We initially found that any supplement use, MVM supplement use, and supplement use of individual nutrients were all associated with a lower risk of all-cause mortality after adjusting for age, sex, and race/ethnicity. However, most of the associations became statistically insignificant after additional adjustments of education and lifestyle factors. These results suggest that supplement use itself does not have direct health benefits. The apparent association between supplement use and lower mortality may reflect confounding by higher socioeconomic status and healthy lifestyle factors that are known to reduce mortality. Indeed, our results along with those of others (18, 19) suggest that supplement users have higher levels of education and income and an overall healthier lifestyle (e.g., better diet quality, higher levels of physical activity, not smoking or drinking alcohol, and having a healthy weight) than nonusers. In addition, we and others (20, 21) found that supplement users, compared to nonusers, had higher levels of nutrient intake from foods alone. Thus, without additional nutrients from supplements, supplement users may have already had a lower prevalence of nutrient inadequacy that contributes to a lower mortality. Our null findings are consistent with those from other recent cohort studies. For example, dietary supplement use was not associated with all-cause, CVD, or cancer mortality among 23,943 participants in the European Prospective Investigation into Cancer and Nutrition (EPIC-Heidelberg) (22). Long-term multivitamin use was not associated with reduced incidence or mortality of stroke among 86,142 women in the Nurses’ Health Study (23). Similarly, systematic review of cohort studies and intervention trials does not support the benefits for supplement use for primary prevention of CVD or cancer (3, 24). Although the use of lycopene supplement (yes vs. no) was associated with a lower risk of all-cause and cancer morality in our study, prior evidence from prospective cohort studies does not support that foods containing lycopene are associated with cancer risk (25). Evidence from RCTs also fails to support the chemoprevention role of lycopene supplements in prostate cancer (26, 27). Taken together, the totality of the current evidence does not support mortality benefits associated with the use of dietary supplements.

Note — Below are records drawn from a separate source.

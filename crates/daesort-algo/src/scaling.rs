//! Numeric equation scaling of the explicit ODE.
//!
//! Each right-hand side is divided by the max-norm of its row of the Jacobian
//! with respect to `[x, z, pi, pf, u]`, evaluated at the variables' start
//! values in nominal units (`start / nominal`, matching a model that went
//! through `scale_variables`) with time and all derivatives at zero.

use faer::Mat;
use std::collections::HashMap;
use std::time::Instant;
use tracing::{info, warn};

use daesort_core::{DaeResult, NodeId, OcpModel};

/// Row scaling factors of `jacobian`: the max-norm of each row, ignoring
/// NaN entries. A row without a usable entry gets factor 1.
pub fn row_scale_factors(jacobian: &Mat<f64>) -> Vec<f64> {
    (0..jacobian.nrows())
        .map(|i| {
            (0..jacobian.ncols())
                .map(|j| jacobian.read(i, j))
                .filter(|v| !v.is_nan())
                .fold(0.0_f64, |acc, v| acc.max(v.abs()))
        })
        .collect()
}

/// Scale the explicit ODE in place and return the factors used.
pub fn scale_equations(model: &mut OcpModel) -> DaeResult<Vec<f64>> {
    let start = Instant::now();
    let ode = model.explicit.equations().to_vec();
    if ode.is_empty() {
        return Ok(Vec::new());
    }

    let mut wrt: Vec<NodeId> = Vec::new();
    wrt.extend(model.registry.symbols(model.explicit.unknowns()));
    wrt.extend(model.registry.symbols(model.algebraic.unknowns()));
    wrt.extend(model.registry.symbols(&model.pi));
    wrt.extend(model.registry.symbols(&model.pf));
    wrt.extend(model.registry.symbols(&model.u));

    // Evaluation point: scaled start values, time and derivatives at zero.
    let mut values: HashMap<NodeId, f64> = HashMap::new();
    values.insert(model.t, 0.0);
    for (_, var) in model.registry.iter() {
        values.insert(var.var, var.start / var.nominal);
        values.insert(var.der, 0.0);
    }

    let jac = model.graph.jacobian(&ode, &wrt)?;
    let numeric = model.graph.evaluate(jac.entries(), &values)?;
    let ncols = wrt.len();
    let jac0 = Mat::from_fn(ode.len(), ncols, |i, j| numeric[i * ncols + j]);

    let mut factors = row_scale_factors(&jac0);
    for (i, factor) in factors.iter_mut().enumerate() {
        if *factor == 0.0 {
            warn!(
                "Could not generate a scaling factor for equation {} (0 == {}), selecting 1",
                i,
                model.graph.render(ode[i])
            );
            *factor = 1.0;
        }
    }

    for (eq, &factor) in model.explicit.equations_mut().iter_mut().zip(&factors) {
        let c = model.graph.constant(factor);
        *eq = model.graph.div(*eq, c);
    }
    info!(
        "Equation scaling complete: {} equations in {:.3}s",
        factors.len(),
        start.elapsed().as_secs_f64()
    );
    Ok(factors)
}

#[cfg(test)]
mod tests {
    use super::*;
    use daesort_core::Category;

    #[test]
    fn test_row_factors_ignore_nan() {
        let m = Mat::from_fn(2, 2, |i, j| match (i, j) {
            (0, 0) => -4.0,
            (0, 1) => 2.0,
            (1, 0) => f64::NAN,
            _ => 0.0,
        });
        let f = row_scale_factors(&m);
        assert_eq!(f[0], 4.0);
        assert_eq!(f[1], 0.0);
    }

    #[test]
    fn test_scale_equations_divides_by_row_norm() {
        let mut m = OcpModel::new();
        let x = m.declare("x", Category::State).unwrap();
        let y = m.declare("y", Category::State).unwrap();
        let xs = m.registry.get(x).var;
        let ten = m.graph.constant(-10.0);
        let rhs_x = m.graph.mul(ten, xs);
        let rhs_y = m.graph.constant(3.0);
        m.push_ode(x, rhs_x);
        m.push_ode(y, rhs_y);

        let factors = scale_equations(&mut m).unwrap();
        assert_eq!(factors, vec![10.0, 1.0]);
        let values = HashMap::from([(xs, 1.0)]);
        let scaled = m.graph.evaluate(m.explicit.equations(), &values).unwrap();
        assert_eq!(scaled, vec![-1.0, 3.0]);
    }

    #[test]
    fn test_scaled_model_is_evaluated_in_nominal_units() {
        // der(x) = x^2 with nominal 4 and start 2
        let mut m = OcpModel::new();
        let x = m.declare("x", Category::State).unwrap();
        m.set_nominal("x", 4.0).unwrap();
        m.set_start("x", 2.0).unwrap();
        let xs = m.registry.get(x).var;
        let rhs = m.graph.mul(xs, xs);
        m.implicit.take();
        m.push_ode(x, rhs);

        m.scale_variables().unwrap();
        // rhs is now (4 x)^2; its slope 32 x at x = 2 / 4 is 16
        let factors = scale_equations(&mut m).unwrap();
        assert_eq!(factors, vec![16.0]);
    }
}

We also found that the mortality benefits associated with adequate intake of some nutrients (e.g., vitamin A, vitamin K, magnesium, and zinc) were confined to intake from foods and not supplements. There were also some suggestions that excess intake of some nutrients may have untoward effects. For example, a higher cancer mortality was observed in association with total calcium intake >UL. The potential harm of excess calcium intake has not been consistently reported (28), with some trials reporting reduced cancer risk associated with high intake (2931) and others raising concerns about its safety (3234). For example, the Health Professionals Follow-up Study reported total calcium intake ≥1500 mg/d was associated with an increased risk of advanced or fatal prostate cancer among 47,750 men in the cohort (35). In a recent systematic review of 11 cohort studies, high total calcium intake was associated with an increased risk of prostate cancer (RR=1.11, 95% CI: 1.02–1.20) and the association appeared stronger among those being followed for 10+ years (HR=1.22, 95% CI: 1.07–1.38) (36). The underlying mechanisms are unclear and may involve the stimulation of calcium-sensing receptors to promote secretion of parathyroid hormone-related protein, which could subsequently inhibit cell differentiation and alter proliferation (37). We further evaluated calcium intake from foods versus supplements and found that the increased cancer mortality was only for high-dose calcium intake (at ≥1000 mg/d) from supplements not foods. These data are consistent with results from 59,744 male participants of the CPS-II Nutrition Cohort where lower supplemental doses (<1000 mg/d) or calcium intake from foods conferred no increased risk whereas higher supplemental doses of calcium (≥1000 mg/d) were associated with an increased all-cause mortality (8). The difference between the supplement versus food source of calcium may be explained by their different effects on circulating calcium: high calcium intake from foods can lead to reduced intestinal absorption and increased urinary excretion whereas long-term supplement use did not diminish circulating calcium levels (34).

There were some suggestions that vitamin D supplementation at >10 mcg/d might be associated with increased all-cause and cancer mortality among individuals with no vitamin D deficiency. It remains controversial whether vitamin D supplementation reduces premature death or prevents cancer. Prior meta-analysis of intervention trials suggests that vitamin D supplements may modestly reduce all-cause and cancer mortality (38) but recent trials did not support its role in preventing cancer or CVD (3941). The most recent trial, the Vitamin D and Omega-3 Trial (VITAL), failed to detect an effect of vitamin D supplements at the dose of 2000 IU/day on reducing cancer or CVD incidence among 25,817 participants during a median follow-up of 5.3 years (42). Potential benefits or harms of vitamin D supplement use need to be further evaluated.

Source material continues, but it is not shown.